» What needs to be done: Gather all lines from the material that contain the word "does".

» Given entries:
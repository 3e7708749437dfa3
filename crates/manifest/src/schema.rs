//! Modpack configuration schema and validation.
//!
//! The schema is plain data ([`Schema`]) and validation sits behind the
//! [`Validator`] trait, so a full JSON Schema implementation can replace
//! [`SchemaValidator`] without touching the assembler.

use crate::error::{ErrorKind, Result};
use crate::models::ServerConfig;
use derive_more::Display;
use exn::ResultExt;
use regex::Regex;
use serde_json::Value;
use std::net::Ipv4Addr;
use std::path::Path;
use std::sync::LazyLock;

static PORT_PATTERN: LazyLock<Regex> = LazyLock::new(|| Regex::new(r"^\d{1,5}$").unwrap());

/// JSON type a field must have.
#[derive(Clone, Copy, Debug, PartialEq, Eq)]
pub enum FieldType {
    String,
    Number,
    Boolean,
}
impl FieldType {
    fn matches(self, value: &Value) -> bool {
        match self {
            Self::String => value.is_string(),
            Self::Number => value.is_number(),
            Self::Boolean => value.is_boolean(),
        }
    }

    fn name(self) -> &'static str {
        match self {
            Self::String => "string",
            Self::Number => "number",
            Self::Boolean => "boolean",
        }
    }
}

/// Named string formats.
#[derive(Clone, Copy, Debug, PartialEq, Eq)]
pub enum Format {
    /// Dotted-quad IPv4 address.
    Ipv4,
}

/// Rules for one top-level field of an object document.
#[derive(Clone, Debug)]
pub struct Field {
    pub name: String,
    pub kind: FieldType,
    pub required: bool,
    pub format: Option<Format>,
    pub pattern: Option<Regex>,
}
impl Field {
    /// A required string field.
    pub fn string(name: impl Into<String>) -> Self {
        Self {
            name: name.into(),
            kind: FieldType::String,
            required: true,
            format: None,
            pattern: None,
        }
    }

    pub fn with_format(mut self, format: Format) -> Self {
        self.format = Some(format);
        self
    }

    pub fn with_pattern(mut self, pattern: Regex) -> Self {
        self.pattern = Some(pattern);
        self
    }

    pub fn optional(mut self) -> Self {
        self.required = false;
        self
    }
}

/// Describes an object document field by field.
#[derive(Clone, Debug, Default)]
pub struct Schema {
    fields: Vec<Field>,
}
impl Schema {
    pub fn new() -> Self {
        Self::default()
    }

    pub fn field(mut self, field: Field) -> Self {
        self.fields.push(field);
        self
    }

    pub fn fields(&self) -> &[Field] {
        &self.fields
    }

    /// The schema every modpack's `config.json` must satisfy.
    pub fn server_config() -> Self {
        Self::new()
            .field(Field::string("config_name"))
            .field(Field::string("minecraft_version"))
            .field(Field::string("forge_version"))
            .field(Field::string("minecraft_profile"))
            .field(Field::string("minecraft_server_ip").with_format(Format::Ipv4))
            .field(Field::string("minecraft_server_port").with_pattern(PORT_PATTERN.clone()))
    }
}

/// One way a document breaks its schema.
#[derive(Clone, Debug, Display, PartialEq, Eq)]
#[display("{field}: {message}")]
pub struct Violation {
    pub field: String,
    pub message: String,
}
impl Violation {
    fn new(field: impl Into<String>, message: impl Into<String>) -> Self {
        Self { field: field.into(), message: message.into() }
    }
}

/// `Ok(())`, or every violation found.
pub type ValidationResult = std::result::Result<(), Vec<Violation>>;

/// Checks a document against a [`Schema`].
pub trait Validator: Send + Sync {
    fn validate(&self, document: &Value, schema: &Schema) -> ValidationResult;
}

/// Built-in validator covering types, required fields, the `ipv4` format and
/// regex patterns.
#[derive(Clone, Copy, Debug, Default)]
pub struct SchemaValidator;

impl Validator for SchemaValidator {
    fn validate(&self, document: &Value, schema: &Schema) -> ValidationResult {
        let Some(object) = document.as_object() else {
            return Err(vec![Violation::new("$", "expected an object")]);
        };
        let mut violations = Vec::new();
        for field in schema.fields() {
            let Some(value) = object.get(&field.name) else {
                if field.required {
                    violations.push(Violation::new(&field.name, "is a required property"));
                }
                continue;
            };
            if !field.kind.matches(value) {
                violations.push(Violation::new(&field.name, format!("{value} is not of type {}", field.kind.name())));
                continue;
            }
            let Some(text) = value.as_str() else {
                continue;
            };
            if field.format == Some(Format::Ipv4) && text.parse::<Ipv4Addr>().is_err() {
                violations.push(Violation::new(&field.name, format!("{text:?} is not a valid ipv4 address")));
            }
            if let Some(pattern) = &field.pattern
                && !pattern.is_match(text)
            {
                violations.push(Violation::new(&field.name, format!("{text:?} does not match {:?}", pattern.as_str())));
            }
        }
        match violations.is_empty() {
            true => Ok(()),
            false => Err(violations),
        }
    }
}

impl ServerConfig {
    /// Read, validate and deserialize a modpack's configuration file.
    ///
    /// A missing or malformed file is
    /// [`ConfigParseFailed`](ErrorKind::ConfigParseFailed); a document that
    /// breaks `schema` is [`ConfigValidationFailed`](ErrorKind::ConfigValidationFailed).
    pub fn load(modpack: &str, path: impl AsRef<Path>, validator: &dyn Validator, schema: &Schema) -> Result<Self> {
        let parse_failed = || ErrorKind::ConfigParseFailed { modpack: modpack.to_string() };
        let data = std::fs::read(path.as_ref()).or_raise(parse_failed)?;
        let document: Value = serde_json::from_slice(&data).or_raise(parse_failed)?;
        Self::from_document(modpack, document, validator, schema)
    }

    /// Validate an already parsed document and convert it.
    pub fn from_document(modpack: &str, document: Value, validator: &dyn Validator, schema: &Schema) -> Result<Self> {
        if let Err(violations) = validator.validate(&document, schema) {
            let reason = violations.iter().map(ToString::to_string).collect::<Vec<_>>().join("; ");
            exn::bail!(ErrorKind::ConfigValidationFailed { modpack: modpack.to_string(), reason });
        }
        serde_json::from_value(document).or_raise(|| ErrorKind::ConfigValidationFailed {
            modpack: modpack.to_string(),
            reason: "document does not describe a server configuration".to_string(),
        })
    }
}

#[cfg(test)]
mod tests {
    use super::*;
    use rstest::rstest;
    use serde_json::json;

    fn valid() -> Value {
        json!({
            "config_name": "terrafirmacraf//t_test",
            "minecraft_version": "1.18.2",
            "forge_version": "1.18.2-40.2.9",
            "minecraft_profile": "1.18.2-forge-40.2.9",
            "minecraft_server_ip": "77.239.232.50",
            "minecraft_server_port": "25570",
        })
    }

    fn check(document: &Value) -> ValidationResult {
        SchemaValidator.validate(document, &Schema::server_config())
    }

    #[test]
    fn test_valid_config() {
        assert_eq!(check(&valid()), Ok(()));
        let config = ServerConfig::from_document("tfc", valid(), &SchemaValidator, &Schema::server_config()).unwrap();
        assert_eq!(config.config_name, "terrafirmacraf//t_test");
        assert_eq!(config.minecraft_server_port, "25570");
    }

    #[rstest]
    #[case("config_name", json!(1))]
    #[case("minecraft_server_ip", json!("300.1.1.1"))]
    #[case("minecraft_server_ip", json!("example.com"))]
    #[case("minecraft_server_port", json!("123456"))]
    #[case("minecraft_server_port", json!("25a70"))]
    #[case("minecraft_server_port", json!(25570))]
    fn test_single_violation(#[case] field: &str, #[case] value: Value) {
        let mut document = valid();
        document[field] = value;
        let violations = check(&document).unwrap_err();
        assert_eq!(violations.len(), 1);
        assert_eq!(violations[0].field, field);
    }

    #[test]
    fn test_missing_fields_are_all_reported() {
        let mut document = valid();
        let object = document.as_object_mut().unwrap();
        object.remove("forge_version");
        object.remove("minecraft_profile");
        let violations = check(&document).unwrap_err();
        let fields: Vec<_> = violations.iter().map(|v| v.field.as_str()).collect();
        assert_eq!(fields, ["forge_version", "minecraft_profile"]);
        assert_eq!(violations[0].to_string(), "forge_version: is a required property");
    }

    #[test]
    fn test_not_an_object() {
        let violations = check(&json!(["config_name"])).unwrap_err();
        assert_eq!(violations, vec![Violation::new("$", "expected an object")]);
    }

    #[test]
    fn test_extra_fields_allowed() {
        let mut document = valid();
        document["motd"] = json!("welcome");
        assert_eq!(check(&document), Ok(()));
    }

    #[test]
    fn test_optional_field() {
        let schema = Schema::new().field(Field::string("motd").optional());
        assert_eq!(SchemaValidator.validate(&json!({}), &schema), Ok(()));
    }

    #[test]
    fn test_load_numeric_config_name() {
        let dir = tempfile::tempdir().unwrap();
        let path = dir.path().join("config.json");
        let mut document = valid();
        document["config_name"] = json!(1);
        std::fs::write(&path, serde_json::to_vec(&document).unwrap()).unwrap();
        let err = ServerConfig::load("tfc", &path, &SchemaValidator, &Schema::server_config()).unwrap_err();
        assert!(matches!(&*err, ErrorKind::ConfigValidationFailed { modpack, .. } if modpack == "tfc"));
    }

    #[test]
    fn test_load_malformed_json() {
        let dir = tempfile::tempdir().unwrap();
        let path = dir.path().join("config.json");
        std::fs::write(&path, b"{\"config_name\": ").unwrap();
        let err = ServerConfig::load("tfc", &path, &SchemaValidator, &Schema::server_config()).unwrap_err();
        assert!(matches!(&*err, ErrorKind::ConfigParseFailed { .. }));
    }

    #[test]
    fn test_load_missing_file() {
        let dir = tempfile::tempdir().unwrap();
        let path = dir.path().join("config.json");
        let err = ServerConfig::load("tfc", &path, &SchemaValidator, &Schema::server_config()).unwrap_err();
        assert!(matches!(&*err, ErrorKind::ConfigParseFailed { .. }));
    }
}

» Solution for this task:
                violations.push(Violation::new(&field.name, format!("{text:?} does not match {:?}", pattern.as_str())));
            reason: "document does not describe a server configuration".to_string(),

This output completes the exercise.